According to the Android Developers site, 4K display mode is one of the new APIs available to developers in Android's M-iest release. What exactly does that mean for you, though? Well, for one, it means that media player apps that are able to leverage your device's ability to decode 4K video content will finally have a way to push that content at its native resolution on a compatible 4K display. Previously, it would be up to the hardware OEM to implement a proprietary solution for 4K-out on Android.

It's possible we're seeing this API in a back-ported form in NVIDIA's Shield TV box, which does 4K video out, though we haven't really investigated that.

According to Google's short blurb on the API, the 4K-out mode will do up-scaling for system UI elements, so if you have a 1080p phone, the system won't try to render the entire UI in 4K, which would probably bring performance to a crawl. Instead, SurfaceView objects, which can be things such as video (and in this case will likely exclusively be), will be allowed to render at their native resolution up to 4K.

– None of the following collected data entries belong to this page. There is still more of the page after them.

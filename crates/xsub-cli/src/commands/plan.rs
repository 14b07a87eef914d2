use std::error::Error;

use clap::Args;
use xsub_exp::{DryRunBackend, Orchestrator};

use super::BatchArgs;

#[derive(Args, Debug)]
pub struct PlanArgs {
    #[command(flatten)]
    pub batch: BatchArgs,
    /// Also print the catalog fingerprint.
    #[arg(long)]
    pub hash: bool,
}

pub fn run(args: &PlanArgs) -> Result<(), Box<dyn Error>> {
    let setup = args.batch.resolve()?;
    let backend = DryRunBackend::for_program(
        setup.config.backend.program.clone(),
        setup.config.backend.args.clone(),
    );
    let orchestrator = Orchestrator::new(backend);
    if args.hash {
        println!("# catalog {}", setup.catalog.catalog_hash()?);
    }
    for line in orchestrator.plan(&setup.context, &setup.catalog.resolved_jobs()) {
        println!("{line}");
    }
    Ok(())
}
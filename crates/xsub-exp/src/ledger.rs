use std::fs::{self, OpenOptions};
use std::io::BufWriter;
use std::path::Path;

use csv::{ReaderBuilder, WriterBuilder};
use serde::{Deserialize, Serialize};
use xsub_core::errors::{ErrorInfo, XsubError};

use crate::report::SubmissionReport;

const COLUMNS: [&str; 11] = [
    "created_at",
    "analysis_version",
    "execution_version",
    "container_id",
    "catalog_hash",
    "job",
    "config",
    "models",
    "status",
    "attempts",
    "diagnostic",
];

/// Rows read back from a ledger.
#[derive(Debug, Clone, PartialEq, Serialize, Deserialize)]
pub struct Table {
    pub columns: Vec<String>,
    pub rows: Vec<Vec<String>>,
}

fn wrap_csv(code: &str, err: csv::Error) -> XsubError {
    XsubError::Io(ErrorInfo::new(code, err.to_string()))
}

/// Appends one row per submission result, writing the header for new files.
pub fn ledger_append(path: &Path, report: &SubmissionReport) -> Result<(), XsubError> {
    if let Some(parent) = path.parent().filter(|parent| !parent.as_os_str().is_empty()) {
        fs::create_dir_all(parent).map_err(|err| XsubError::io("ledger_dir", err))?;
    }
    let needs_header = fs::metadata(path).map(|meta| meta.len() == 0).unwrap_or(true);
    let file = OpenOptions::new()
        .append(true)
        .create(true)
        .open(path)
        .map_err(|err| {
            XsubError::Io(
                ErrorInfo::new("ledger_open", "failed to open ledger")
                    .with_context("path", path.display().to_string())
                    .with_hint(err.to_string()),
            )
        })?;
    let mut writer = WriterBuilder::new()
        .has_headers(false)
        .from_writer(BufWriter::new(file));
    if needs_header {
        writer
            .write_record(COLUMNS)
            .map_err(|err| wrap_csv("ledger_write_header", err))?;
    }
    let context = &report.context;
    for result in &report.results {
        let status = if result.succeeded() { "success" } else { "failure" };
        let record = [
            report.created_at.clone(),
            context.analysis_version().to_string(),
            context.execution_version().to_string(),
            context.container_id().to_string(),
            report.catalog_hash.clone(),
            result.index.to_string(),
            result.job.analysis_config_path().to_string(),
            result.job.model_ids().join(" "),
            status.to_string(),
            result.attempts.to_string(),
            result.diagnostic.clone().unwrap_or_default(),
        ];
        writer
            .write_record(&record)
            .map_err(|err| wrap_csv("ledger_write_row", err))?;
    }
    writer
        .flush()
        .map_err(|err| XsubError::io("ledger_flush", err))?;
    Ok(())
}

/// Reads a ledger, optionally keeping only rows of one analysis version.
pub fn ledger_read(path: &Path, analysis_version: Option<&str>) -> Result<Table, XsubError> {
    let mut reader = ReaderBuilder::new()
        .has_headers(true)
        .from_path(path)
        .map_err(|err| wrap_csv("ledger_read", err))?;
    let columns = reader
        .headers()
        .map_err(|err| wrap_csv("ledger_headers", err))?
        .iter()
        .map(str::to_string)
        .collect::<Vec<_>>();
    let mut rows = Vec::new();
    for record in reader.records() {
        let record = record.map_err(|err| wrap_csv("ledger_row", err))?;
        if let Some(version) = analysis_version {
            if record.get(1) != Some(version) {
                continue;
            }
        }
        rows.push(record.iter().map(str::to_string).collect());
    }
    Ok(Table { columns, rows })
}
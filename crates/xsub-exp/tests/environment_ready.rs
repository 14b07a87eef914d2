use std::collections::BTreeMap;

use tempfile::tempdir;
use xsub_core::errors::XsubError;
use xsub_exp::{EnvironmentConfig, EnvironmentProvisioner, FsEnvironment, STORAGE_ROOT_VAR};

#[test]
fn default_environment_is_ready() {
    let env = FsEnvironment::new(EnvironmentConfig::default());
    env.ensure_ready().expect("ready");
    assert!(env.child_env().is_empty());
}

#[test]
fn cache_dirs_are_created_under_storage_root() {
    let dir = tempdir().expect("tmp dir");
    let absolute = dir.path().join("abs-cache");
    let env = FsEnvironment::new(EnvironmentConfig {
        storage_root: Some(dir.path().to_path_buf()),
        cache_dirs: vec!["cache/torch".into(), absolute.clone()],
        variables: BTreeMap::from([("TORCH_HOME".to_string(), "/scratch/torch".to_string())]),
    });
    env.ensure_ready().expect("ready");
    assert!(dir.path().join("cache/torch").is_dir());
    assert!(absolute.is_dir());

    let child = env.child_env();
    assert_eq!(child["TORCH_HOME"], "/scratch/torch");
    assert_eq!(child[STORAGE_ROOT_VAR], dir.path().display().to_string());
}

#[test]
fn check_only_environment_creates_nothing() {
    let dir = tempdir().expect("tmp dir");
    let env = FsEnvironment::new(EnvironmentConfig {
        storage_root: Some(dir.path().to_path_buf()),
        cache_dirs: vec!["cache/torch".into()],
        ..EnvironmentConfig::default()
    })
    .check_only();
    env.ensure_ready().expect("ready");
    assert!(!dir.path().join("cache").exists());

    let missing = FsEnvironment::new(EnvironmentConfig {
        storage_root: Some(dir.path().join("not-mounted")),
        ..EnvironmentConfig::default()
    })
    .check_only();
    assert_eq!(
        missing.ensure_ready().expect_err("missing root").info().code,
        "storage_root_missing"
    );
}

#[test]
fn missing_storage_root_is_an_environment_error() {
    let dir = tempdir().expect("tmp dir");
    let env = FsEnvironment::new(EnvironmentConfig {
        storage_root: Some(dir.path().join("not-mounted")),
        ..EnvironmentConfig::default()
    });
    let err = env.ensure_ready().expect_err("missing root");
    assert!(matches!(err, XsubError::Environment(_)));
    assert_eq!(err.info().code, "storage_root_missing");
}

#[test]
fn invalid_variable_names_are_rejected() {
    let env = FsEnvironment::new(EnvironmentConfig {
        variables: BTreeMap::from([("A=B".to_string(), "x".to_string())]),
        ..EnvironmentConfig::default()
    });
    assert_eq!(
        env.ensure_ready().expect_err("bad name").info().code,
        "variable_name_invalid"
    );
}
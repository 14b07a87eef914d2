use std::collections::BTreeMap;
use std::fmt;

use serde::{Deserialize, Serialize};
use xsub_core::{ExecutionContext, JobSpec};

/// Program name used when no backend specific program is configured.
pub const DEFAULT_PROGRAM: &str = "submit";

/// Flag introducing the model selection.
pub const MODELS_FLAG: &str = "--models";

/// Everything the backend needs to submit one job.
#[derive(Debug, Clone, PartialEq, Eq)]
pub struct SubmissionRequest<'a> {
    /// Container image or identifier.
    pub container_id: &'a str,
    /// Campaign level version tag.
    pub execution_version: &'a str,
    /// Batch level version tag.
    pub analysis_version: &'a str,
    /// Analysis configuration file.
    pub config_path: &'a str,
    /// Explicit model selection, `None` for the backend default set.
    pub model_ids: Option<&'a [String]>,
    /// Rendered hyperparameters keyed by argument name.
    pub extra_args: BTreeMap<String, String>,
}

impl<'a> SubmissionRequest<'a> {
    /// Composes the request for `job` under `context`.
    pub fn new(context: &'a ExecutionContext, job: &'a JobSpec) -> Self {
        Self {
            container_id: context.container_id(),
            execution_version: context.execution_version(),
            analysis_version: context.analysis_version(),
            config_path: job.analysis_config_path(),
            model_ids: job.model_selection(),
            extra_args: job.extra_args(),
        }
    }

    /// Positional and flag arguments in submission order.
    pub fn arguments(&self) -> Vec<String> {
        let mut args = vec![
            self.container_id.to_string(),
            self.execution_version.to_string(),
            self.analysis_version.to_string(),
            self.config_path.to_string(),
        ];
        if let Some(models) = self.model_ids {
            args.push(MODELS_FLAG.to_string());
            args.extend(models.iter().cloned());
        }
        for (key, value) in &self.extra_args {
            args.push(format!("--{key}"));
            args.push(value.clone());
        }
        args
    }
}

/// Concrete program invocation handed to an external submit tool.
#[derive(Debug, Clone, PartialEq, Eq, Serialize, Deserialize)]
pub struct Invocation {
    pub program: String,
    pub args: Vec<String>,
}

impl Invocation {
    /// Builds the invocation `program prefix... <request arguments>`.
    pub fn new(program: impl Into<String>, prefix: &[String], request: &SubmissionRequest<'_>) -> Self {
        let mut args = prefix.to_vec();
        args.extend(request.arguments());
        Self {
            program: program.into(),
            args,
        }
    }

    /// Shell-safe single line rendering; identical input yields identical text.
    pub fn command_line(&self) -> String {
        std::iter::once(self.program.as_str())
            .chain(self.args.iter().map(String::as_str))
            .map(quote)
            .collect::<Vec<_>>()
            .join(" ")
    }
}

impl fmt::Display for Invocation {
    fn fmt(&self, f: &mut fmt::Formatter<'_>) -> fmt::Result {
        f.write_str(&self.command_line())
    }
}

fn quote(token: &str) -> String {
    let safe = !token.is_empty()
        && token
            .chars()
            .all(|ch| ch.is_ascii_alphanumeric() || "-_./=:,+@%".contains(ch));
    if safe {
        token.to_string()
    } else {
        format!("'{}'", token.replace('\'', r"'\''"))
    }
}

#[cfg(test)]
mod tests {
    use super::*;

    #[test]
    fn quoting_leaves_plain_tokens_alone() {
        assert_eq!(quote("fisher_rao_norm.yaml"), "fisher_rao_norm.yaml");
        assert_eq!(quote("--epochs"), "--epochs");
        assert_eq!(quote("two words"), "'two words'");
        assert_eq!(quote("it's"), r"'it'\''s'");
        assert_eq!(quote(""), "''");
    }
}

Of course, all of this relies on your device supporting 4K video-out to begin with. If we use Qualcomm as the bar, their Adreno GPUs have had native 4K-out since the Snapdragon 800, so that means most modern, high-end devices do have the baked-in hardware support necessary. The problem, to date, has been that developers generally have to write in 4K support for each proprietary solution they want to use, and obviously that doesn't tend to go over well. With this new API, there is now an official path to 4K video-out on Android.